Dois gritos horrorosos foram ouvidos pelo prédio todo e vinham exatamente dos módulos 37 e 52. Gritos e gemidos são comuns por aqui, mesmo sabendo da excelente acústica, mas aqueles não eram gritos e nem gemidos comuns, eram gritos de raiva e mais, eram pavorosos.
Os seguranças, tão logo ouviram aqueles berros descontrolados, se dirigiram para os locais com o intercomunicador a mão e entraram imediatamente em contato com os respectivos ocupantes dos módulos 37 e 52.

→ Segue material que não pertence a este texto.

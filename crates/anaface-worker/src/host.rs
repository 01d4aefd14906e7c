//! Turning protocol lines into router commands.
//!
//! The host side owns decoding: it validates and allocates the surface for
//! `init` and decodes the image for `analyze`, then moves both into the command.

use std::path::Path;

use anaface_models::{ModelsError, WireCommand};
use anaface_vision::Surface;

use tracing::debug;

use crate::router::Command;

/// Build a command from one protocol line.
///
/// Returns `None` for blank lines. Anything unparseable becomes
/// [`Command::Unrecognized`] so the router can reject it in order.
pub async fn command_from_line(line: &str, surface_size: u32) -> Option<Command> {
    match WireCommand::parse(line) {
        Ok(wire) => Some(command_from_wire(wire, surface_size).await),
        Err(ModelsError::EmptyCommand) => None,
        Err(ModelsError::UnknownCommand { raw, reason }) => {
            Some(Command::Unrecognized { raw, reason })
        }
        Err(e) => Some(Command::Unrecognized {
            raw: line.trim().to_string(),
            reason: e.to_string(),
        }),
    }
}

/// Materialize the payload a wire command describes.
pub async fn command_from_wire(wire: WireCommand, surface_size: u32) -> Command {
    match wire {
        WireCommand::Init { width, height } => {
            let width = width.unwrap_or(surface_size);
            let height = height.unwrap_or(surface_size);
            match Surface::try_new(width, height) {
                Ok(surface) => Command::Init { surface },
                Err(error) => {
                    debug!(width, height, error = %error, "Refusing surface allocation");
                    Command::RejectedInit {
                        width,
                        height,
                        error,
                    }
                }
            }
        }
        WireCommand::Analyze { path } => decode_image(path).await,
    }
}

async fn decode_image(path: String) -> Command {
    let source = path.clone();
    let decoded =
        tokio::task::spawn_blocking(move || image::open(Path::new(&path))).await;

    match decoded {
        Ok(Ok(image)) => {
            debug!(path = %source, width = image.width(), height = image.height(), "Decoded image");
            Command::Analyze { image }
        }
        Ok(Err(e)) => Command::Undecodable {
            source,
            reason: e.to_string(),
        },
        Err(e) => Command::Undecodable {
            source,
            reason: format!("decode task failed: {e}"),
        },
    }
}

#[cfg(test)]
mod tests {
    use super::*;
    use anaface_vision::VisionError;
    use image::{Rgb, RgbImage};

    #[tokio::test]
    async fn test_blank_line_is_skipped() {
        assert!(command_from_line("   ", 640).await.is_none());
    }

    #[tokio::test]
    async fn test_bare_init_uses_configured_size() {
        match command_from_line(r#"{"cmd":"init"}"#, 320).await {
            Some(Command::Init { surface }) => {
                assert_eq!((surface.width(), surface.height()), (320, 320));
            }
            other => panic!("unexpected {:?}", other),
        }
    }

    #[tokio::test]
    async fn test_explicit_init_dimensions_are_kept() {
        match command_from_line(r#"{"cmd":"init","width":320,"height":320}"#, 640).await {
            Some(Command::Init { surface }) => {
                assert_eq!((surface.width(), surface.height()), (320, 320));
            }
            other => panic!("unexpected {:?}", other),
        }
    }

    #[tokio::test]
    async fn test_non_square_init_is_rejected_before_allocation() {
        match command_from_line(r#"{"cmd":"init","width":500,"height":400}"#, 640).await {
            Some(Command::RejectedInit {
                width,
                height,
                error,
            }) => {
                assert_eq!((width, height), (500, 400));
                assert!(matches!(error, VisionError::NonSquareSurface { .. }));
            }
            other => panic!("unexpected {:?}", other),
        }
    }

    #[tokio::test]
    async fn test_oversized_init_is_rejected_not_allocated() {
        let line = r#"{"cmd":"init","width":4294967295,"height":4294967295}"#;
        match command_from_line(line, 640).await {
            Some(Command::RejectedInit { error, .. }) => {
                assert!(matches!(error, VisionError::InvalidSurface(_)));
            }
            other => panic!("unexpected {:?}", other),
        }

        let line = r#"{"cmd":"init","width":4294967295,"height":1}"#;
        assert!(matches!(
            command_from_line(line, 640).await,
            Some(Command::RejectedInit { .. })
        ));
    }

    #[tokio::test]
    async fn test_garbage_is_unrecognized() {
        let cmd = command_from_line("{\"cmd\":\"explode\"}", 640).await;
        assert!(matches!(cmd, Some(Command::Unrecognized { .. })));
    }

    #[tokio::test]
    async fn test_analyze_decodes_file() {
        let dir = tempfile::tempdir().unwrap();
        let path = dir.path().join("face.png");
        RgbImage::from_pixel(12, 8, Rgb([1, 2, 3])).save(&path).unwrap();

        let line = format!(r#"{{"cmd":"analyze","path":"{}"}}"#, path.display());
        match command_from_line(&line, 640).await {
            Some(Command::Analyze { image }) => {
                assert_eq!((image.width(), image.height()), (12, 8));
            }
            other => panic!("unexpected {:?}", other),
        }
    }

    #[tokio::test]
    async fn test_missing_file_is_undecodable() {
        let line = r#"{"cmd":"analyze","path":"/no/such/image.png"}"#;
        assert!(matches!(
            command_from_line(line, 640).await,
            Some(Command::Undecodable { .. })
        ));
    }
}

O homem que estava no módulo 37 era esposo da mulher que veio do módulo 52. Para complicar ainda mais a situação, o homem que estava no módulo 52 era esposo da mulher que veio do módulo 37. Os seguranças foram obrigados a arrombar os módulos 37 e 52. O histerismo era tanto que a situação ficou incontrolável e o desempenho dos seguranças fora dos mais eficientes, visto que, algo de mais aterrorizador poderia ter acontecido.
Os dois casais e mais alguns seguranças foram direto à delegacia mais próxima. Sorte que o estabelecimento não era clandestino e tinha o alvará da prefeitura em ordem, mesmo que este tenha sido comprado com propina, conforme nos informou a fofoqueira vendedora de saldos e retalhos – liquidação –, entretanto, o alvará existia, o que livrou o estabelecimento de sérias complicações.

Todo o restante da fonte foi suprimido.